You’ve ruined him for any life after you.
You change people, dear. You make it impossible to go back to what they were.
Before Sherlock has an opportunity to get angry at John and his stupid, bloody, loyalty his mobile chirps. Sister also has Eastbourne address. Return at once. MH.
What have you found? SH
Cannot be discussed like this. Text when you’re at the Diogenes Club. MH
“Cannot be discussed like this” when said by Mycroft meant “I haven’t found anything yet but I will by the time you get here.” This was his brother asking him for an hour and half, closer to two considering the additional tube ride to the Diogenes Club, to sort what has happened. There is one thing that Mycroft must know though.
Is he alive?
Sherlock is pulling out of Eastbourne station when he finally gets a reply.
Yes.
Sherlock lets out a breath that he hadn’t realised he was holding.

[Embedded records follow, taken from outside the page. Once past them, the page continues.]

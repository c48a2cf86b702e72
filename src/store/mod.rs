//! Storage traits and atomic commit plans.
//!
//! The engine never mutates balances directly. Each operation builds a
//! commit plan (debit leg, optional credit leg, ledger appends) and hands it
//! to the store, which applies the whole plan in one atomic unit of work and
//! re-checks the source balance under its own concurrency control, so a
//! stale pre-read can never overdraw a wallet.

use async_trait::async_trait;
use rust_decimal::Decimal;

use crate::core_types::{Currency, OwnerId, WalletId};
use crate::error::LedgerError;
use crate::models::{BillPayment, LedgerDraft, NewBillPayment, NewWallet, Transaction, Wallet};
use crate::rates::RateSnapshot;

pub mod memory;
pub mod postgres;

pub use memory::MemoryStore;
pub use postgres::PgStore;

/// Balance-changing plan for one transfer.
#[derive(Debug, Clone)]
pub struct TransferCommit {
    pub debit_wallet: WalletId,
    pub debit_amount: Decimal,
    /// None for external (one-sided) transfers: the credit happens on a rail
    /// outside this system.
    pub credit: Option<CreditLeg>,
    pub entries: Vec<LedgerDraft>,
}

/// Credit side of a transfer. The amount may differ from the debit amount
/// when the legs are in different currencies.
#[derive(Debug, Clone)]
pub struct CreditLeg {
    pub wallet: WalletId,
    pub amount: Decimal,
}

/// Debit plus bill-payment row, applied atomically.
#[derive(Debug, Clone)]
pub struct BillCommit {
    pub debit_wallet: WalletId,
    pub debit_amount: Decimal,
    pub row: NewBillPayment,
}

#[async_trait]
pub trait WalletStore: Send + Sync {
    async fn wallet_by_owner(
        &self,
        owner: OwnerId,
        currency: Currency,
    ) -> Result<Option<Wallet>, LedgerError>;

    async fn wallet_by_account(&self, account_number: &str) -> Result<Option<Wallet>, LedgerError>;

    async fn account_number_taken(&self, account_number: &str) -> Result<bool, LedgerError>;

    /// Fails with Conflict if a wallet already exists for (owner, currency).
    async fn insert_wallet(&self, wallet: NewWallet) -> Result<Wallet, LedgerError>;

    async fn update_pin(&self, wallet: WalletId, pin_hash: String) -> Result<(), LedgerError>;

    /// Applies the debit, the optional credit and every ledger append in one
    /// atomic unit. Returns the source balance after the debit.
    async fn commit_transfer(&self, commit: TransferCommit) -> Result<Decimal, LedgerError>;

    /// Atomic debit plus bill-payment row. Returns the balance after the
    /// debit.
    async fn commit_bill_payment(&self, commit: BillCommit) -> Result<Decimal, LedgerError>;
}

#[async_trait]
pub trait LedgerReader: Send + Sync {
    async fn transactions_by_reference(
        &self,
        reference: &str,
    ) -> Result<Vec<Transaction>, LedgerError>;

    async fn bill_payment_by_reference(
        &self,
        reference: &str,
    ) -> Result<Option<BillPayment>, LedgerError>;
}

#[async_trait]
pub trait RateStore: Send + Sync {
    async fn load(&self) -> Result<Option<RateSnapshot>, LedgerError>;

    async fn save(&self, snapshot: &RateSnapshot) -> Result<(), LedgerError>;
}
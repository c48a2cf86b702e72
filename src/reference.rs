//! Operation reference generation.
//!
//! References correlate the two legs of a transfer (or name a single bill
//! payment) and are exposed to customers, so they must be unique and
//! human-traceable. A ULID suffix gives both: monotonic, sortable, and
//! collision-free without coordination, instead of the wall-clock plus
//! random-suffix scheme this replaces.

use std::fmt;

use ulid::Ulid;

/// Operation family tag, the leading characters of every reference.
#[derive(Debug, Clone, Copy, PartialEq, Eq)]
pub enum RefPrefix {
    /// Internal (intra-bank, same currency) transfer.
    Transfer,
    /// Cross-currency transfer.
    Fx,
    /// External-bank transfer.
    External,
    Airtime,
    Data,
    Electricity,
    Tv,
}

impl RefPrefix {
    pub fn as_str(&self) -> &'static str {
        match self {
            RefPrefix::Transfer => "TXN",
            RefPrefix::Fx => "FX",
            RefPrefix::External => "EXT",
            RefPrefix::Airtime => "AIR",
            RefPrefix::Data => "DAT",
            RefPrefix::Electricity => "ELC",
            RefPrefix::Tv => "TV",
        }
    }
}

impl fmt::Display for RefPrefix {
    fn fmt(&self, f: &mut fmt::Formatter<'_>) -> fmt::Result {
        f.write_str(self.as_str())
    }
}

#[derive(Debug, Clone, Copy, Default)]
pub struct ReferenceGenerator;

impl ReferenceGenerator {
    pub fn new() -> Self {
        Self
    }

    /// Unique per call; uniqueness is structural (ULID), not probabilistic.
    pub fn next(&self, prefix: RefPrefix) -> String {
        format!("{}{}", prefix.as_str(), Ulid::new())
    }
}
use std::sync::Arc;

use rust_decimal_macros::dec;
use tracing::info;

use miles_ledger::billpay::{BillPaymentProcessor, BillPaymentRequest};
use miles_ledger::config::AppConfig;
use miles_ledger::core_types::Currency;
use miles_ledger::engine::{InternalTransfer, TransferEngine};
use miles_ledger::enquiry::PaystackEnquiry;
use miles_ledger::logging::init_logging;
use miles_ledger::notify::LogNotifier;
use miles_ledger::rates::RateService;
use miles_ledger::store::MemoryStore;
use miles_ledger::wallets::WalletService;

#[tokio::main]
async fn main() -> anyhow::Result<()> {
    let env = std::env::var("APP_ENV").unwrap_or_else(|_| "dev".to_string());
    let config = AppConfig::load(&env);
    let _guard = init_logging(&config);
    info!(env, "miles-ledger starting");

    let store = Arc::new(MemoryStore::new());
    let rates = Arc::new(RateService::new(store.clone()));
    let enquiry = Arc::new(PaystackEnquiry::new(&config.paystack)?);
    let notifier = Arc::new(LogNotifier);

    let wallets = WalletService::new(store.clone());
    let engine = TransferEngine::new(store.clone(), rates.clone(), enquiry, notifier.clone());
    let bills = BillPaymentProcessor::new(store.clone(), notifier);

    // Walkthrough: two wallets, one funded, a transfer and an airtime top-up.
    let alice = wallets
        .create_wallet(1, "Alice Adeyemi", Currency::Ngn, "1234")
        .await?;
    let bob = wallets
        .create_wallet(2, "Bob Okafor", Currency::Ngn, "5678")
        .await?;
    store.deposit(alice.wallet_id, dec!(10000)).await?;

    let receipt = engine
        .internal_transfer(
            1,
            InternalTransfer {
                currency: Currency::Ngn,
                to_account_number: bob.account_number.clone(),
                amount: dec!(2000),
                pin: "1234".to_string(),
                description: None,
            },
        )
        .await?;
    info!(
        reference = %receipt.reference,
        balance_after = %receipt.balance_after,
        "transfer complete"
    );

    let bill = bills
        .process(
            1,
            BillPaymentRequest::Airtime {
                phone_number: "08031234567".to_string(),
                network: None,
                amount: dec!(500),
            },
        )
        .await?;
    info!(
        reference = %bill.reference,
        details = %bill.details,
        balance_after = %bill.balance_after,
        "bill payment complete"
    );

    let snapshot = rates.current().await?;
    info!(ngn_to_usd = %snapshot.ngn_to_usd, version = snapshot.version, "rates loaded");

    Ok(())
}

He is not relaxed, he will not be until he sees John alive for himself, but at least knows that all of this has not been in vain. He can find John, he will find John, and we will accept whatever punishment John sees fit to give whether that’s a bullet in the brain or a kick out the door.
A John Watson who is alive and hates him is worlds better than a John Watson who likes him and is dead. He has been theoretically ready for this since fleeing England and now it’s time to see if the theory hold true or if John will surprise him yet again.